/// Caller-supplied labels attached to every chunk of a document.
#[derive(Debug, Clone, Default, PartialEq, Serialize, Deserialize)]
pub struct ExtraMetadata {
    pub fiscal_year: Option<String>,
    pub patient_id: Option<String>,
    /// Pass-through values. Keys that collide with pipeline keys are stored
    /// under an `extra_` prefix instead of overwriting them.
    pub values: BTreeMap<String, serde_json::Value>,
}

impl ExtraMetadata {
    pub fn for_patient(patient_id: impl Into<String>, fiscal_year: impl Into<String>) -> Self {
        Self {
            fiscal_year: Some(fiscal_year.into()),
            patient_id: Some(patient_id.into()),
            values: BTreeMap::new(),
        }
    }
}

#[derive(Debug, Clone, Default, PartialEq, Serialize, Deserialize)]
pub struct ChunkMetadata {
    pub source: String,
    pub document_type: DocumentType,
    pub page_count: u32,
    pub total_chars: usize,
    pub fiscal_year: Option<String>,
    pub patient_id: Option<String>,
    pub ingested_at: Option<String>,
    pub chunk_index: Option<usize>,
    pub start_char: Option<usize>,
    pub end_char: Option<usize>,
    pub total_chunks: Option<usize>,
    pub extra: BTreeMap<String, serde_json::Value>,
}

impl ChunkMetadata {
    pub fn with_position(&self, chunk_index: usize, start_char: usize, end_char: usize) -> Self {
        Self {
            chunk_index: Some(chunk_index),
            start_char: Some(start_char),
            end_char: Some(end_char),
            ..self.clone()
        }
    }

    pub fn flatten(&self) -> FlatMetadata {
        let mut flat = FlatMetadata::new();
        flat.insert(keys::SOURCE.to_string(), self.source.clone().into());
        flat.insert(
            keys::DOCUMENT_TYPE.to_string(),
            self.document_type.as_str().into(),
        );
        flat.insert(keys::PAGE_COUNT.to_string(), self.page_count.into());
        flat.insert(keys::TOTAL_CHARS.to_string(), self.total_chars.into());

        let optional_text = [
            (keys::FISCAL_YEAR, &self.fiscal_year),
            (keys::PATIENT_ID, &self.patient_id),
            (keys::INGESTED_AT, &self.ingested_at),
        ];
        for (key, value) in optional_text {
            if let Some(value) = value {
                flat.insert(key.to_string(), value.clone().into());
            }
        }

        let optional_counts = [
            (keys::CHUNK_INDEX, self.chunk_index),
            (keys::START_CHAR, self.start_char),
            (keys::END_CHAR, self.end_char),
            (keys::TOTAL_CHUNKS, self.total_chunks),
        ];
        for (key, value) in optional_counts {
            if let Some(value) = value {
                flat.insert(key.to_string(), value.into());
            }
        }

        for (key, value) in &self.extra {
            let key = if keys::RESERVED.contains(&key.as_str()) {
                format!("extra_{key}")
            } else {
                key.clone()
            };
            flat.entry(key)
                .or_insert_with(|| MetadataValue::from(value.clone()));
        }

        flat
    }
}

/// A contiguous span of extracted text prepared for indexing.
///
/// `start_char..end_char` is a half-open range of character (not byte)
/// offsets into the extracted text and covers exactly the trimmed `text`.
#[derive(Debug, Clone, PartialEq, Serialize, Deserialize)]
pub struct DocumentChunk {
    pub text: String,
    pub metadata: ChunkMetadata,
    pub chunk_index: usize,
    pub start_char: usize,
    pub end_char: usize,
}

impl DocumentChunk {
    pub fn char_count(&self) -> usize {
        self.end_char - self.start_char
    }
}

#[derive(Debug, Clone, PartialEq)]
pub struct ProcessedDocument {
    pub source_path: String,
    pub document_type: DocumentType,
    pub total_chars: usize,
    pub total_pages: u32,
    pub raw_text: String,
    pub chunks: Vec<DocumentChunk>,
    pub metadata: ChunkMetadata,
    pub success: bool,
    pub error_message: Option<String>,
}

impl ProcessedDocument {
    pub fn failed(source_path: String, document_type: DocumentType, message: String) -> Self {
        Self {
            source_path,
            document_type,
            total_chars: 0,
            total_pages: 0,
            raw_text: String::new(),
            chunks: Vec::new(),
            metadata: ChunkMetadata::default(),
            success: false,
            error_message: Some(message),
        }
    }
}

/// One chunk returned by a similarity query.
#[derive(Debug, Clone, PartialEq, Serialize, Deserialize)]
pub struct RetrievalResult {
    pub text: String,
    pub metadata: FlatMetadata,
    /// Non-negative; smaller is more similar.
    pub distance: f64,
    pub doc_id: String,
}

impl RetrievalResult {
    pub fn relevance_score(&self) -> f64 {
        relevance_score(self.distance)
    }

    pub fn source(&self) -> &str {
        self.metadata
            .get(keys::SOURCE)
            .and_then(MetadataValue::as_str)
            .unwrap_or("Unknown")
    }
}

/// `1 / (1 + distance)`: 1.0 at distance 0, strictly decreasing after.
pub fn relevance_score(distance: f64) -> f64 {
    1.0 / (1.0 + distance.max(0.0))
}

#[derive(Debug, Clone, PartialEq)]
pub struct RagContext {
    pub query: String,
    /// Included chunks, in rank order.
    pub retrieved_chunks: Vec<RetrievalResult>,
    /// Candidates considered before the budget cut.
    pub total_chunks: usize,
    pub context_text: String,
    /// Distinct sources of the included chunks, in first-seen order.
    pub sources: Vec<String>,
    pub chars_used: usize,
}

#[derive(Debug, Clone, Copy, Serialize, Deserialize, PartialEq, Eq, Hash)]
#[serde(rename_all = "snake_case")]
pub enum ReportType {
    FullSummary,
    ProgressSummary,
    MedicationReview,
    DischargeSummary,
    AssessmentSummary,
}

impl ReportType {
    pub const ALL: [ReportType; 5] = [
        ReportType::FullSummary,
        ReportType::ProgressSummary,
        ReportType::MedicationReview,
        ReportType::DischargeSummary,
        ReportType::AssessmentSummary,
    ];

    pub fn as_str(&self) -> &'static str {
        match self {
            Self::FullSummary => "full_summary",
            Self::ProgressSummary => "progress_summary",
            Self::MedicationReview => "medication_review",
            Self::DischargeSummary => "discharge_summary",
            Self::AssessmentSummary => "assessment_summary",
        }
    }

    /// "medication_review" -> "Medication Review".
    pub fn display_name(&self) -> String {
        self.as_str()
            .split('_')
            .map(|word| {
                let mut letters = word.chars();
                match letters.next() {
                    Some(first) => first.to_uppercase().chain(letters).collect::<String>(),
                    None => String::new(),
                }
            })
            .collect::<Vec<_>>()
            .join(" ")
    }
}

--

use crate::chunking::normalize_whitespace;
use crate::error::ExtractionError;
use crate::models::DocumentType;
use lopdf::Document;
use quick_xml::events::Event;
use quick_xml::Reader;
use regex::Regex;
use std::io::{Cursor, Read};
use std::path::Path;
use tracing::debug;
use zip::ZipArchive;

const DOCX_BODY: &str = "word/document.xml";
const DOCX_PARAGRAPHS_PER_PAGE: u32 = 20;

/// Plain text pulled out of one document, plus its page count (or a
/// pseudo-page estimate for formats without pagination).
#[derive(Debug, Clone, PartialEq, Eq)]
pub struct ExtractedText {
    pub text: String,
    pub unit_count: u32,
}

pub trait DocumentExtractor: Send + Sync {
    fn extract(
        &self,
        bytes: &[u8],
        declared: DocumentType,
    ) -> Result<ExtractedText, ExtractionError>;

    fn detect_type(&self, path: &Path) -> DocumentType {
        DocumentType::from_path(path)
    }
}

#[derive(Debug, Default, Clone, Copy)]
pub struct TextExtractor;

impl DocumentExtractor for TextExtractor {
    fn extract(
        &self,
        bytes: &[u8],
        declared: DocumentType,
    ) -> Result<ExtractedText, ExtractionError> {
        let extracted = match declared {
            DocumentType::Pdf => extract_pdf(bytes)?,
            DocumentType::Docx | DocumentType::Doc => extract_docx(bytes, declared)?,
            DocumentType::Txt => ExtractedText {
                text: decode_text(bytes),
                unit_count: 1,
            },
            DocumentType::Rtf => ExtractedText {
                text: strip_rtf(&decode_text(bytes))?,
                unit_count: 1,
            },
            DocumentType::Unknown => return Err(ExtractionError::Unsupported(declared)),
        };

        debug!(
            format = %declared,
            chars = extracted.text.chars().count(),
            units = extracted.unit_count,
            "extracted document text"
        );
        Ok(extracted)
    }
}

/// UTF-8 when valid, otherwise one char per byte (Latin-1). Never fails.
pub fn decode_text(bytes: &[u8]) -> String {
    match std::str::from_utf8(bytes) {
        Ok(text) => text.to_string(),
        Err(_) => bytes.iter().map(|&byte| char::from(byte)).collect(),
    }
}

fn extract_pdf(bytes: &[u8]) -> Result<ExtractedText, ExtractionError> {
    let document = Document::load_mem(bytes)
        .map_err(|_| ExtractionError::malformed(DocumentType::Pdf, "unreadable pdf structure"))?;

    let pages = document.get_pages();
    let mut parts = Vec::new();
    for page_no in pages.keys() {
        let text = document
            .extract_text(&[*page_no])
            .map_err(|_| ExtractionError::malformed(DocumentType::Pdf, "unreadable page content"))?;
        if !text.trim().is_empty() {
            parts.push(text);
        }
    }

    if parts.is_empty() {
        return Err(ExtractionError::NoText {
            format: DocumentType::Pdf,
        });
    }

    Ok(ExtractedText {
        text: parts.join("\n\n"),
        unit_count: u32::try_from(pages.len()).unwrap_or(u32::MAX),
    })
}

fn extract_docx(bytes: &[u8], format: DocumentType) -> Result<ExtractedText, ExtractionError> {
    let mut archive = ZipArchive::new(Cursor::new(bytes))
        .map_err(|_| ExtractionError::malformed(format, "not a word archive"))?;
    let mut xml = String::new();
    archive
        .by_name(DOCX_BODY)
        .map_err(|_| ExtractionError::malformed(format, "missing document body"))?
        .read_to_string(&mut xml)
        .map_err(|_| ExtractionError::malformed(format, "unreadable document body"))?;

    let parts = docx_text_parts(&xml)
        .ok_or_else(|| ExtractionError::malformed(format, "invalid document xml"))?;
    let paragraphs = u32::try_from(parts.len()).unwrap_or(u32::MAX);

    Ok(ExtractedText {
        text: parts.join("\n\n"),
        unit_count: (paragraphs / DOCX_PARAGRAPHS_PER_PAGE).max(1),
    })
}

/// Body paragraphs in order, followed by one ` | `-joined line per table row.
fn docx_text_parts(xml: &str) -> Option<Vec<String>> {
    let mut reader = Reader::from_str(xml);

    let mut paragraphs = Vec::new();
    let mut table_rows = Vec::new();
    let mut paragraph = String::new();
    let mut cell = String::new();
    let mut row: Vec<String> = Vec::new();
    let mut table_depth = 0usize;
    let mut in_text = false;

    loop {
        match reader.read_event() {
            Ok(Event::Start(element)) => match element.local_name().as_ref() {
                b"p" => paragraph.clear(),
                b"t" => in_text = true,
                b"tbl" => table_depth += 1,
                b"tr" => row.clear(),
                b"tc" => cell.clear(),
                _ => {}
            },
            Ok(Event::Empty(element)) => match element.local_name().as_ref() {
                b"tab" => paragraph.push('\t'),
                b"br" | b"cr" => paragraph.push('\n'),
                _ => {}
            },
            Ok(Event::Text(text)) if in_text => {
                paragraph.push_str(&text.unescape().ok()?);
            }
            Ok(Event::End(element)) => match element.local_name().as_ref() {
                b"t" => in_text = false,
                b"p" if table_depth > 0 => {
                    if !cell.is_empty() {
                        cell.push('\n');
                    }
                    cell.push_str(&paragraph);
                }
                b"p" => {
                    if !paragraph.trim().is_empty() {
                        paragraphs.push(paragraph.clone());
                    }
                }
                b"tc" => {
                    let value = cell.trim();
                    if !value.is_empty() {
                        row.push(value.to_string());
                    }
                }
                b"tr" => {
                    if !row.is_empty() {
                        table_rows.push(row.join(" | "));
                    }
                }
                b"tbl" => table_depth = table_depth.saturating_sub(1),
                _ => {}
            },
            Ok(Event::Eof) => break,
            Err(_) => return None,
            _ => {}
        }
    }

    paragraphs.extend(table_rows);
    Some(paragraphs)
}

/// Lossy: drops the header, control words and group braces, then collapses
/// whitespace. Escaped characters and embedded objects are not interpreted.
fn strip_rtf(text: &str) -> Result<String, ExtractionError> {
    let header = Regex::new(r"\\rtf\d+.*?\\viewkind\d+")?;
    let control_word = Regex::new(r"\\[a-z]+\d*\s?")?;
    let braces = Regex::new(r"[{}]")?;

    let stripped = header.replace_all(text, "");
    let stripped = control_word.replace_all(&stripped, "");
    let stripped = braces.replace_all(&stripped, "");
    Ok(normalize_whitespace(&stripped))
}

* * *

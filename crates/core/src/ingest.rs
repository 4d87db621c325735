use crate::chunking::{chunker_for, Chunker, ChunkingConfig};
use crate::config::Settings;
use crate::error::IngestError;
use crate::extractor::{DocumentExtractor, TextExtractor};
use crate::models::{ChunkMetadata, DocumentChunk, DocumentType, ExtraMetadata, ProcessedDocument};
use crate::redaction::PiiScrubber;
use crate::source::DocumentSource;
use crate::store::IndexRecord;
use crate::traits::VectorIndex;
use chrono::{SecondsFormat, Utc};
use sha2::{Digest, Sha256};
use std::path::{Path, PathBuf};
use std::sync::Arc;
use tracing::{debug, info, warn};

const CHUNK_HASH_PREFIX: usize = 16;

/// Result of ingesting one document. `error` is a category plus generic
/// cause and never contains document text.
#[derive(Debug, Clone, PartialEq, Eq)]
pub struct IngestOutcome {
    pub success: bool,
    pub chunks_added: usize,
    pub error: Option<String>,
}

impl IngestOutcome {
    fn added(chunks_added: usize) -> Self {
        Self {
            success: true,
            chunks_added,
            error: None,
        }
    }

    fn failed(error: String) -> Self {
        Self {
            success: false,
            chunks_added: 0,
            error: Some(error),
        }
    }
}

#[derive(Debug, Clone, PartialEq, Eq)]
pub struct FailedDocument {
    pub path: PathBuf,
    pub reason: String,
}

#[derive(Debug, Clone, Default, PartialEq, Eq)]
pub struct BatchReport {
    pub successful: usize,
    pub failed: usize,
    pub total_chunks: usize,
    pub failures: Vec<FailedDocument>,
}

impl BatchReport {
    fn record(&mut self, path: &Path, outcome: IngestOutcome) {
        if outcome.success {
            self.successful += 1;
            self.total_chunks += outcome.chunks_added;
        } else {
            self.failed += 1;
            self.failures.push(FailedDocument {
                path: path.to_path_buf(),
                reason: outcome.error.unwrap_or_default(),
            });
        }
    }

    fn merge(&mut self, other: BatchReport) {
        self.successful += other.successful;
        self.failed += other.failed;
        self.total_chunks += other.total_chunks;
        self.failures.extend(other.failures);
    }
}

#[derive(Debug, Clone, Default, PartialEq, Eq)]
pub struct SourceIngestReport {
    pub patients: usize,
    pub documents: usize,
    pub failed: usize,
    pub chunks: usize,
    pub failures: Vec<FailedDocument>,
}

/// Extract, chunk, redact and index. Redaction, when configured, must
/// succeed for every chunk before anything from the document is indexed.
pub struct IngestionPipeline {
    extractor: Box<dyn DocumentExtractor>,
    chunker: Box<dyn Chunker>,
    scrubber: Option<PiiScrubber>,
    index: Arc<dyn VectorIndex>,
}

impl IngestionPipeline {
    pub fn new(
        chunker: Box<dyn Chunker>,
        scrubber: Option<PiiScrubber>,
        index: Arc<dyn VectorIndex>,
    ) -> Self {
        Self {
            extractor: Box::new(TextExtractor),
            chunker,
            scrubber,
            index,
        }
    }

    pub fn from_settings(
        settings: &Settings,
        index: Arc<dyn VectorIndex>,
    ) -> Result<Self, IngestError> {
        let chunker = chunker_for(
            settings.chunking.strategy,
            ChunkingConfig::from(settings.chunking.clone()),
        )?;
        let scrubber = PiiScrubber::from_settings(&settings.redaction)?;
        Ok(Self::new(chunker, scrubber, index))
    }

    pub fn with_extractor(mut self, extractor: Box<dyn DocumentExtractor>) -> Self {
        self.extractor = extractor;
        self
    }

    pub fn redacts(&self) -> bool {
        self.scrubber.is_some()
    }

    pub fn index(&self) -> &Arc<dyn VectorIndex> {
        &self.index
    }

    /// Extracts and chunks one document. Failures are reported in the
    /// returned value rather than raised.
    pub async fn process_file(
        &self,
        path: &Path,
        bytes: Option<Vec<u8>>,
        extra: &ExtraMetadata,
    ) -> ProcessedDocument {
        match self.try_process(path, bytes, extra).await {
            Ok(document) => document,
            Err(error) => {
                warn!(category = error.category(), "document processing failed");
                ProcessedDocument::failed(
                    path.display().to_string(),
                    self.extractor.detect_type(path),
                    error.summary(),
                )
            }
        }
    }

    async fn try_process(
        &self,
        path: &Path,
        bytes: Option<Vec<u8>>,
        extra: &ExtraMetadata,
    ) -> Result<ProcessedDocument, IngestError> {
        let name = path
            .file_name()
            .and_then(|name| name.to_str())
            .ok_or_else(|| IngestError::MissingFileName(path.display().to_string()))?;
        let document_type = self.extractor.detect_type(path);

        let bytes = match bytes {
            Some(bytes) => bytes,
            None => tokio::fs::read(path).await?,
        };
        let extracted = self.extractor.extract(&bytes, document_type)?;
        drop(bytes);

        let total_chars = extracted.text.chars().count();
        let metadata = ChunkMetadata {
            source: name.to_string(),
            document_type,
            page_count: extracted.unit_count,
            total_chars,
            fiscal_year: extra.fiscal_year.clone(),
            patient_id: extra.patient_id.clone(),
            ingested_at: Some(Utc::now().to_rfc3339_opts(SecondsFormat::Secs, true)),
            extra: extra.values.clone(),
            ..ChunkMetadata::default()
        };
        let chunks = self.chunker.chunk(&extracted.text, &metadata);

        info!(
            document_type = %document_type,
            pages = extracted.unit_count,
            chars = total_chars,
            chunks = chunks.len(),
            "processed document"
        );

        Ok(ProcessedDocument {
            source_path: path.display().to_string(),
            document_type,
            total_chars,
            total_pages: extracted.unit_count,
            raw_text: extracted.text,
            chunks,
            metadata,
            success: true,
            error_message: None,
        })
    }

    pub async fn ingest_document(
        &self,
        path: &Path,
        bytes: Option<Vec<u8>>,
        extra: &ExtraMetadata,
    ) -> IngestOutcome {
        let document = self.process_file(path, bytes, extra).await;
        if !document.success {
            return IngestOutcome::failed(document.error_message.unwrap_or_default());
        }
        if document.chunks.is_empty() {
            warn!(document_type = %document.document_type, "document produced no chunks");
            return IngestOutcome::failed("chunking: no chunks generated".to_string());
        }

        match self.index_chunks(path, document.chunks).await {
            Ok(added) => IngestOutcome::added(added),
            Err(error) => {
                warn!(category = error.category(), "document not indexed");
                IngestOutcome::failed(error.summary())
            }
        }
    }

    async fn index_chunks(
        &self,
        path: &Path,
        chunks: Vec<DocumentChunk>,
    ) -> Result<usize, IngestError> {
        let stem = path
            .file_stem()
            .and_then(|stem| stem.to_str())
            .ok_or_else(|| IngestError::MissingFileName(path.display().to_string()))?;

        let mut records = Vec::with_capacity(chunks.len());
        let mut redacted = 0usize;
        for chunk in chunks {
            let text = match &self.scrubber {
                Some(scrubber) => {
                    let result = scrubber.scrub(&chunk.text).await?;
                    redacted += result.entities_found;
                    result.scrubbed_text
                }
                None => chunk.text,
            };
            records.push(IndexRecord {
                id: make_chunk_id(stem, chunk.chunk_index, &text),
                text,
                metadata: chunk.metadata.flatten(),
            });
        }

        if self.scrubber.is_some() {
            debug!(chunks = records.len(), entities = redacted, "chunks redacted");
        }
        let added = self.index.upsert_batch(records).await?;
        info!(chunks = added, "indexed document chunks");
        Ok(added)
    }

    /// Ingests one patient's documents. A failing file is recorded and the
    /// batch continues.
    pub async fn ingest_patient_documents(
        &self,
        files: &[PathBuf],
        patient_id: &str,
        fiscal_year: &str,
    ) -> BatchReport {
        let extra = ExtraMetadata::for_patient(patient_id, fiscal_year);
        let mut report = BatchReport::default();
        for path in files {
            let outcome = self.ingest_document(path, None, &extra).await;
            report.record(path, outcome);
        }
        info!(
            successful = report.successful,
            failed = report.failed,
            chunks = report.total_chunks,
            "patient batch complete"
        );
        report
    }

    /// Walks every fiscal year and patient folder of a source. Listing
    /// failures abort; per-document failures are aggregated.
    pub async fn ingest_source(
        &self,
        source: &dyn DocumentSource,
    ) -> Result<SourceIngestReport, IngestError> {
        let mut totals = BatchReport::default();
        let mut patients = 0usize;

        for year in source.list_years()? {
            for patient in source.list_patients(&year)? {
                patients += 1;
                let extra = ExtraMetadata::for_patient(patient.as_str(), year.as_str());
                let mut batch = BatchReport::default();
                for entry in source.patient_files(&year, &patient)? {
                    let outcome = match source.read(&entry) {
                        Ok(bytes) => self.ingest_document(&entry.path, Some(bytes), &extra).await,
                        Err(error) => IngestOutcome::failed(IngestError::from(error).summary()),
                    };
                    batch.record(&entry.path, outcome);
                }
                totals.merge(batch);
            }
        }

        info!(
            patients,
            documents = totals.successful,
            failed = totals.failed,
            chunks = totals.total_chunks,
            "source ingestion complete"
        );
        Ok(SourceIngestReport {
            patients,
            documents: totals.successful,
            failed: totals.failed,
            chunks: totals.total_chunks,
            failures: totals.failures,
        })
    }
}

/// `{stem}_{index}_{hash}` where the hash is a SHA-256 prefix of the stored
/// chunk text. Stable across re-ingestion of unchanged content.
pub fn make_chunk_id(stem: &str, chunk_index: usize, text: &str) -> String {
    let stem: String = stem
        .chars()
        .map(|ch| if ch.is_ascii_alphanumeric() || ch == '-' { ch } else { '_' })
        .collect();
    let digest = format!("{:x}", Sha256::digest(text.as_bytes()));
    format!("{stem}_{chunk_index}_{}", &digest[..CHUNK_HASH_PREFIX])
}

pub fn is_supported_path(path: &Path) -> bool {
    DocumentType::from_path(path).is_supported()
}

▶ _About this exercise_: For the listing above, state the number of lines that contain the word "braces" and nothing more.

▶ _Response to the exercise_: 3